Francesco Sisci’s effort to put China’s infrastructure bank initiative in context of the failure of Bretton Woods seems like a stretch: Bretton Woods, after all, was a currency stabilization mechanism that collapsed when the US de-linked the dollar from gold in 1971, and the Asian Infrastructure Investment Bank is a development vehicle; it competes with the World Bank, but not the International Monetary Fund. China wants to enhance the international use of its currency, but in the context of the IMF for the time being, for example, by including the yuan in the calculation of the value of Special Drawing Rights. China is cautious about the use of the yuan as a reserve currency, because that would open China’s still-primitive capital markets to global pressures. Currency and investment issues appear to run on separate tracks.

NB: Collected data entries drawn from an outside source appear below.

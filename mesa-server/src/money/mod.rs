//! Money calculation utilities using rust_decimal for precision
//!
//! All monetary arithmetic is done using `Decimal` internally, then
//! converted to `f64` for storage/serialization. Stored values are always
//! rounded to 2 decimal places, half-up.

use rust_decimal::prelude::*;

use crate::utils::AppError;

/// Rounding strategy for monetary values (2 decimal places, half-up)
const DECIMAL_PLACES: u32 = 2;

/// Tolerance for monetary comparisons (0.01)
pub const MONEY_TOLERANCE: Decimal = Decimal::from_parts(1, 0, 0, false, 2);

/// Maximum allowed amount per price or payment (€1,000,000)
const MAX_AMOUNT: f64 = 1_000_000.0;

/// Round a decimal to the monetary precision
fn round2(value: Decimal) -> Decimal {
    value.round_dp_with_strategy(DECIMAL_PLACES, RoundingStrategy::MidpointAwayFromZero)
}

/// Convert an f64 price to Decimal, rejecting NaN/Infinity
fn to_decimal(value: f64, field: &str) -> Result<Decimal, AppError> {
    if !value.is_finite() {
        return Err(AppError::validation(format!(
            "{field} must be a finite number, got {value}"
        )));
    }
    Decimal::from_f64(value)
        .ok_or_else(|| AppError::validation(format!("{field} is not representable: {value}")))
}

/// Validate a monetary amount: finite, non-negative, below the cap
pub fn validate_amount(value: f64, field: &str) -> Result<(), AppError> {
    to_decimal(value, field)?;
    if value < 0.0 {
        return Err(AppError::validation(format!(
            "{field} must be non-negative, got {value}"
        )));
    }
    if value > MAX_AMOUNT {
        return Err(AppError::validation(format!(
            "{field} exceeds maximum allowed ({MAX_AMOUNT}), got {value}"
        )));
    }
    Ok(())
}

/// Sum unit prices into a rounded total (cart totals, order totals)
pub fn sum_prices(prices: &[f64]) -> f64 {
    let total = prices
        .iter()
        .filter_map(|p| Decimal::from_f64(*p))
        .fold(Decimal::ZERO, |acc, p| acc + p);
    round2(total).to_f64().unwrap_or(0.0)
}

/// Price of one line: unit price × quantity, rounded
pub fn line_price(unit_price: f64, quantity: i64) -> f64 {
    let unit = Decimal::from_f64(unit_price).unwrap_or(Decimal::ZERO);
    round2(unit * Decimal::from(quantity)).to_f64().unwrap_or(0.0)
}

/// Whether two amounts are equal within [`MONEY_TOLERANCE`]
pub fn amounts_match(a: f64, b: f64) -> bool {
    let (Some(da), Some(db)) = (Decimal::from_f64(a), Decimal::from_f64(b)) else {
        return false;
    };
    (da - db).abs() <= MONEY_TOLERANCE
}

#[cfg(test)]
mod tests {
    use super::*;

    #[test]
    fn sums_avoid_float_drift() {
        // 0.1 + 0.2 style accumulation stays exact at 2dp
        let prices = vec![0.1, 0.2, 10.0, 15.0];
        assert_eq!(sum_prices(&prices), 25.3);
    }

    #[test]
    fn line_price_scales_and_rounds() {
        assert_eq!(line_price(9.99, 3), 29.97);
        assert_eq!(line_price(0.005, 1), 0.01); // half-up
    }

    #[test]
    fn amount_validation() {
        assert!(validate_amount(12.5, "amount").is_ok());
        assert!(validate_amount(0.0, "amount").is_ok());
        assert!(validate_amount(-1.0, "amount").is_err());
        assert!(validate_amount(f64::NAN, "amount").is_err());
        assert!(validate_amount(f64::INFINITY, "amount").is_err());
        assert!(validate_amount(2_000_000.0, "amount").is_err());
    }

    #[test]
    fn tolerance_comparison() {
        assert!(amounts_match(25.0, 25.0));
        assert!(amounts_match(25.0, 25.01));
        assert!(!amounts_match(25.0, 25.02));
    }
}
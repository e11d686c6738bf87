//! API 路由模块
//!
//! # 结构
//!
//! - [`health`] - 健康检查
//! - [`auth`] - 令牌、注册、个人资料接口
//! - [`menu_items`] - 菜单浏览接口
//! - [`categories`] - 分类浏览接口
//! - [`tables`] - 桌台浏览接口
//! - [`cart`] - 购物车接口
//! - [`orders`] - 订单接口 (结账)
//! - [`payments`] - 支付接口
//! - [`restaurants`] - 餐厅管理接口 (admin)
//! - [`users`] - 用户管理接口 (admin)
//! - [`staff_orders`] - 订单管理接口 (staff)

use axum::{Router, middleware};
use tower_http::compression::CompressionLayer;
use tower_http::cors::CorsLayer;

use crate::auth::require_auth;
use crate::core::ServerState;

pub mod auth;
pub mod cart;
pub mod categories;
pub mod health;
pub mod menu_items;
pub mod orders;
pub mod payments;
pub mod restaurants;
pub mod staff_orders;
pub mod tables;
pub mod users;

// Re-export common types for handlers
pub use crate::utils::{AppError, AppResult};

/// Access log middleware
async fn log_request(
    request: http::Request<axum::body::Body>,
    next: middleware::Next,
) -> http::Response<axum::body::Body> {
    let method = request.method().clone();
    let uri = request.uri().clone();

    let response = next.run(request).await;

    let status = response.status();

    tracing::info!(target: "http_access", "{} {} {}", method, uri, status);

    response
}

/// Build the Axum router (without state)
pub fn build_app() -> Router<ServerState> {
    Router::<ServerState>::new()
        .merge(health::router())
        .merge(auth::router())
        .merge(menu_items::router())
        .merge(categories::router())
        .merge(tables::router())
        .merge(cart::router())
        .merge(orders::router())
        .merge(payments::router())
        .merge(restaurants::router())
        .merge(users::router())
        .merge(staff_orders::router())
}

/// Build the full service: routes + auth/CORS/compression/logging layers
pub fn build_router(state: ServerState) -> Router {
    build_app()
        // JWT 认证中间件 - require_auth 内部会跳过公共路由
        .layer(middleware::from_fn_with_state(state.clone(), require_auth))
        .layer(CorsLayer::permissive())
        .layer(CompressionLayer::new())
        .layer(middleware::from_fn(log_request))
        .with_state(state)
}
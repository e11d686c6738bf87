/// 获取当前 UTC 时间戳（毫秒）
pub fn now_millis() -> i64 {
    chrono::Utc::now().timestamp_millis()
}

/// Generate a Snowflake-style i64 for use as resource ID.
///
/// Layout (53 bits, fits in JavaScript's Number.MAX_SAFE_INTEGER):
///   - 41 bits: milliseconds since 2024-01-01 UTC (~69 years)
///   - 12 bits: random (4096 values per ms, collision-free at ordering scale)
pub fn snowflake_id() -> i64 {
    use rand::Rng;
    // Custom epoch: 2024-01-01 00:00:00 UTC
    const EPOCH_MS: i64 = 1_704_067_200_000;
    let now = now_millis();
    let ts = (now - EPOCH_MS) & 0x1FF_FFFF_FFFF; // 41 bits
    let rand_bits: i64 = rand::thread_rng().gen_range(0..0x1000); // 12 bits
    (ts << 12) | rand_bits
}

#[cfg(test)]
mod tests {
    use super::*;

    #[test]
    fn snowflake_ids_are_positive_and_monotonic_enough() {
        let a = snowflake_id();
        std::thread::sleep(std::time::Duration::from_millis(2));
        let b = snowflake_id();
        assert!(a > 0);
        assert!(b > a, "later id should sort after earlier id");
    }
}
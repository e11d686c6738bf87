//! Dining Table Model

use serde::{Deserialize, Serialize};

/// Physical table in a restaurant; table_number is unique per restaurant
#[derive(Debug, Clone, Serialize, Deserialize)]
#[cfg_attr(feature = "db", derive(sqlx::FromRow))]
pub struct DiningTable {
    pub id: i64,
    pub restaurant_id: i64,
    pub table_number: String,
    pub seating_capacity: i64,
    /// Optional deep link (e.g. printed QR target) for ordering at this table
    pub link: Option<String>,
}

/// Create dining table payload
#[derive(Debug, Clone, Serialize, Deserialize)]
pub struct DiningTableCreate {
    pub restaurant_id: i64,
    pub table_number: String,
    pub seating_capacity: i64,
    pub link: Option<String>,
}
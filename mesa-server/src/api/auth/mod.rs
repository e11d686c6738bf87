//! Auth API 模块
//!
//! 令牌签发/刷新、注册和个人资料接口。

mod handler;

use axum::{
    Router,
    routing::{get, post},
};

use crate::core::ServerState;

pub fn router() -> Router<ServerState> {
    Router::new().nest("/api", routes())
}

fn routes() -> Router<ServerState> {
    Router::new()
        .route("/token", post(handler::token))
        .route("/token/refresh", post(handler::refresh))
        .route("/register", post(handler::register))
        .route(
            "/user-profile",
            get(handler::profile)
                .put(handler::update_profile)
                .patch(handler::update_profile),
        )
}
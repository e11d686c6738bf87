//! Restaurant API 模块 (admin 专属)

mod handler;

use axum::{Router, middleware, routing::get};
use shared::models::Role;

use crate::auth::require_role;
use crate::core::ServerState;

pub fn router() -> Router<ServerState> {
    Router::new().nest("/admin/restaurants", routes())
}

fn routes() -> Router<ServerState> {
    Router::new()
        .route("/", get(handler::list).post(handler::create))
        .route(
            "/{id}",
            get(handler::get_by_id)
                .put(handler::update)
                .delete(handler::delete),
        )
        .layer(middleware::from_fn(require_role(Role::Admin)))
}
//! Menu Item API 模块 (只读浏览面)

mod handler;

use axum::{Router, routing::get};

use crate::core::ServerState;

pub fn router() -> Router<ServerState> {
    Router::new().nest("/menu-items", routes())
}

fn routes() -> Router<ServerState> {
    Router::new()
        .route("/", get(handler::list))
        .route("/{id}", get(handler::get_by_id))
}
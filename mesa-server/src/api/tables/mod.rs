//! Dining Table API 模块 (只读浏览面)

mod handler;

use axum::{Router, routing::get};

use crate::core::ServerState;

pub fn router() -> Router<ServerState> {
    Router::new().route("/tables", get(handler::list))
}
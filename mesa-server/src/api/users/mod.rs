//! User 管理 API 模块 (admin 专属)

mod handler;

use axum::{Router, middleware, routing::get};
use shared::models::Role;

use crate::auth::require_role;
use crate::core::ServerState;

pub fn router() -> Router<ServerState> {
    Router::new().nest("/admin/users", routes())
}

fn routes() -> Router<ServerState> {
    Router::new()
        .route("/", get(handler::list).post(handler::create))
        .route(
            "/{id}",
            get(handler::get_by_id)
                .put(handler::update)
                .delete(handler::delete),
        )
        .layer(middleware::from_fn(require_role(Role::Admin)))
}
//! Checkout workflow: cart → order conversion, snapshot semantics,
//! atomicity under concurrent checkouts.

mod support;

use mesa_server::db::repository::{RepoError, cart, menu_item, order};
use shared::models::{MenuItemCreate, OrderStatus, Role};

#[tokio::test]
async fn checkout_without_cart_fails_and_writes_nothing() {
    let pool = support::setup_pool().await;
    let rid = support::seed_restaurant(&pool).await;
    let user = support::seed_user(&pool, Some(rid), Role::Customer, "c@test.local").await;

    let err = order::create_from_cart(&pool, user.id).await.unwrap_err();
    assert!(matches!(err, RepoError::EmptyCart));

    let orders: (i64,) = sqlx::query_as("SELECT COUNT(*) FROM orders")
        .fetch_one(&pool)
        .await
        .unwrap();
    assert_eq!(orders.0, 0);
}

#[tokio::test]
async fn checkout_with_empty_cart_fails_and_writes_nothing() {
    let pool = support::setup_pool().await;
    let rid = support::seed_restaurant(&pool).await;
    let user = support::seed_user(&pool, Some(rid), Role::Customer, "c@test.local").await;
    cart::get_or_create(&pool, user.id, rid).await.unwrap();

    let err = order::create_from_cart(&pool, user.id).await.unwrap_err();
    assert!(matches!(err, RepoError::EmptyCart));

    let counts: (i64, i64) =
        sqlx::query_as("SELECT (SELECT COUNT(*) FROM orders), (SELECT COUNT(*) FROM order_item)")
            .fetch_one(&pool)
            .await
            .unwrap();
    assert_eq!(counts, (0, 0));
}

#[tokio::test]
async fn checkout_snapshots_the_cart() {
    let pool = support::setup_pool().await;
    let rid = support::seed_restaurant(&pool).await;
    let user = support::seed_user(&pool, Some(rid), Role::Customer, "c@test.local").await;
    let items = support::seed_menu(&pool, rid).await; // 10.00 + 15.00

    let basket = cart::get_or_create(&pool, user.id, rid).await.unwrap();
    cart::set_items(&pool, basket.id, &[items[0].id, items[1].id])
        .await
        .unwrap();

    let created = order::create_from_cart(&pool, user.id).await.unwrap();

    assert_eq!(created.order.total_price, 25.0);
    assert_eq!(created.order.status, OrderStatus::Pending);
    assert_eq!(created.order.restaurant_id, rid);
    assert_eq!(created.order.table_id, None);
    assert_eq!(created.order_items.len(), 2);
    let mut prices: Vec<f64> = created.order_items.iter().map(|i| i.price).collect();
    prices.sort_by(f64::total_cmp);
    assert_eq!(prices, vec![10.0, 15.0]);
    assert!(created.order_items.iter().all(|i| i.quantity == 1));

    // Cart cleared in the same transaction
    let basket = cart::find_by_user(&pool, user.id).await.unwrap().unwrap();
    assert_eq!(basket.total_price, 0.0);
    assert!(cart::items(&pool, basket.id).await.unwrap().is_empty());
}

#[tokio::test]
async fn order_total_equals_sum_of_line_items() {
    let pool = support::setup_pool().await;
    let rid = support::seed_restaurant(&pool).await;
    let user = support::seed_user(&pool, Some(rid), Role::Customer, "c@test.local").await;
    let items = support::seed_menu(&pool, rid).await;

    let basket = cart::get_or_create(&pool, user.id, rid).await.unwrap();
    cart::set_items(&pool, basket.id, &[items[0].id, items[1].id])
        .await
        .unwrap();
    let created = order::create_from_cart(&pool, user.id).await.unwrap();

    let sum: (f64,) = sqlx::query_as("SELECT SUM(price) FROM order_item WHERE order_id = ?")
        .bind(created.order.id)
        .fetch_one(&pool)
        .await
        .unwrap();
    assert_eq!(sum.0, created.order.total_price);
}

#[tokio::test]
async fn line_item_prices_stay_frozen_after_menu_edits() {
    let pool = support::setup_pool().await;
    let rid = support::seed_restaurant(&pool).await;
    let user = support::seed_user(&pool, Some(rid), Role::Customer, "c@test.local").await;
    let items = support::seed_menu(&pool, rid).await;

    let basket = cart::get_or_create(&pool, user.id, rid).await.unwrap();
    cart::set_items(&pool, basket.id, &[items[0].id]).await.unwrap();
    let created = order::create_from_cart(&pool, user.id).await.unwrap();

    // The menu price changes after checkout
    sqlx::query("UPDATE menu_item SET price = 99.0 WHERE id = ?")
        .bind(items[0].id)
        .execute(&pool)
        .await
        .unwrap();

    let reread = order::find_by_id(&pool, created.order.id).await.unwrap().unwrap();
    assert_eq!(reread.order_items[0].price, 10.0);
    assert_eq!(reread.order.total_price, 10.0);
}

#[tokio::test]
async fn second_checkout_sees_the_cleared_cart() {
    let pool = support::setup_pool().await;
    let rid = support::seed_restaurant(&pool).await;
    let user = support::seed_user(&pool, Some(rid), Role::Customer, "c@test.local").await;
    let items = support::seed_menu(&pool, rid).await;

    let basket = cart::get_or_create(&pool, user.id, rid).await.unwrap();
    cart::set_items(&pool, basket.id, &[items[0].id]).await.unwrap();

    assert!(order::create_from_cart(&pool, user.id).await.is_ok());
    let err = order::create_from_cart(&pool, user.id).await.unwrap_err();
    assert!(matches!(err, RepoError::EmptyCart));
}

#[tokio::test]
async fn concurrent_checkouts_yield_exactly_one_order() {
    // File-backed database: real cross-connection locking (WAL + busy_timeout)
    let (_dir, pool) = support::setup_file_pool().await;
    let rid = support::seed_restaurant(&pool).await;
    let user = support::seed_user(&pool, Some(rid), Role::Customer, "c@test.local").await;
    let items = support::seed_menu(&pool, rid).await;

    let basket = cart::get_or_create(&pool, user.id, rid).await.unwrap();
    cart::set_items(&pool, basket.id, &[items[0].id, items[1].id])
        .await
        .unwrap();

    let a = tokio::spawn({
        let pool = pool.clone();
        async move { order::create_from_cart(&pool, user.id).await }
    });
    let b = tokio::spawn({
        let pool = pool.clone();
        async move { order::create_from_cart(&pool, user.id).await }
    });

    let results = [a.await.unwrap(), b.await.unwrap()];
    let successes = results.iter().filter(|r| r.is_ok()).count();
    assert_eq!(successes, 1, "exactly one checkout may succeed");
    assert!(
        results
            .iter()
            .any(|r| matches!(r, Err(RepoError::EmptyCart))),
        "the loser must observe the cleared cart"
    );

    let orders: (i64,) = sqlx::query_as("SELECT COUNT(*) FROM orders")
        .fetch_one(&pool)
        .await
        .unwrap();
    assert_eq!(orders.0, 1);
}

#[tokio::test]
async fn status_machine_is_enforced_on_updates() {
    let pool = support::setup_pool().await;
    let rid = support::seed_restaurant(&pool).await;
    let user = support::seed_user(&pool, Some(rid), Role::Customer, "c@test.local").await;
    let items = support::seed_menu(&pool, rid).await;

    let basket = cart::get_or_create(&pool, user.id, rid).await.unwrap();
    cart::set_items(&pool, basket.id, &[items[0].id]).await.unwrap();
    let created = order::create_from_cart(&pool, user.id).await.unwrap();
    let id = created.order.id;

    // pending → completed skips processing
    let err = order::update_status(&pool, id, OrderStatus::Completed, None)
        .await
        .unwrap_err();
    assert!(matches!(err, RepoError::Validation(_)));

    let updated = order::update_status(&pool, id, OrderStatus::Processing, None)
        .await
        .unwrap();
    assert_eq!(updated.order.status, OrderStatus::Processing);
    let updated = order::update_status(&pool, id, OrderStatus::Completed, None)
        .await
        .unwrap();
    assert_eq!(updated.order.status, OrderStatus::Completed);

    // Terminal state accepts nothing
    let err = order::update_status(&pool, id, OrderStatus::Cancelled, None)
        .await
        .unwrap_err();
    assert!(matches!(err, RepoError::Validation(_)));
}

#[tokio::test]
async fn negative_menu_prices_are_rejected_at_write_time() {
    let pool = support::setup_pool().await;
    let rid = support::seed_restaurant(&pool).await;
    let items = support::seed_menu(&pool, rid).await;

    let err = menu_item::create(
        &pool,
        MenuItemCreate {
            restaurant_id: rid,
            category_id: items[0].category_id,
            name: "Impossible Dish".to_string(),
            description: None,
            price: -1.0,
            availability: true,
        },
    )
    .await
    .unwrap_err();
    assert!(matches!(err, RepoError::Validation(_)));

    // The CHECK constraint backstops direct writes too
    let raw = sqlx::query(
        "INSERT INTO menu_item (id, restaurant_id, category_id, name, price, availability) \
         VALUES (1, ?1, ?2, 'Raw', -5.0, 1)",
    )
    .bind(rid)
    .bind(items[0].category_id)
    .execute(&pool)
    .await;
    assert!(raw.is_err());
}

In the broader context, though, I think Francesco’s point worthy of close consideration. Paul Volcker observed years ago (in a seminar I attended at the summer home of Robert Mundell in Siena) that economic factors in rich countries could insulate themselves against currency fluctuations by hedging (rich countries have developed derivative markets and yield curves going out several years). Poor countries without derivatives markets, not to mention the credit quality to make swap agreements practicable, and without multi-year yield curves, can’t hedge. It’s always the poorer countries that get whipsawed by currency fluctuations, e.g., Asia after the mid-1990s dollar depreciation (which pushed hot money flows into their economies and set up the 1997 crash), or most of the emerging markets after the big dollar appreciation of the past eight months.
An alternative lender with a long horizon, such as the new AIIB, would go a long way to ameliorate the effects of monetary policy whipsaw on developing countries. That outcome would of course enhance China’s global influence considerably.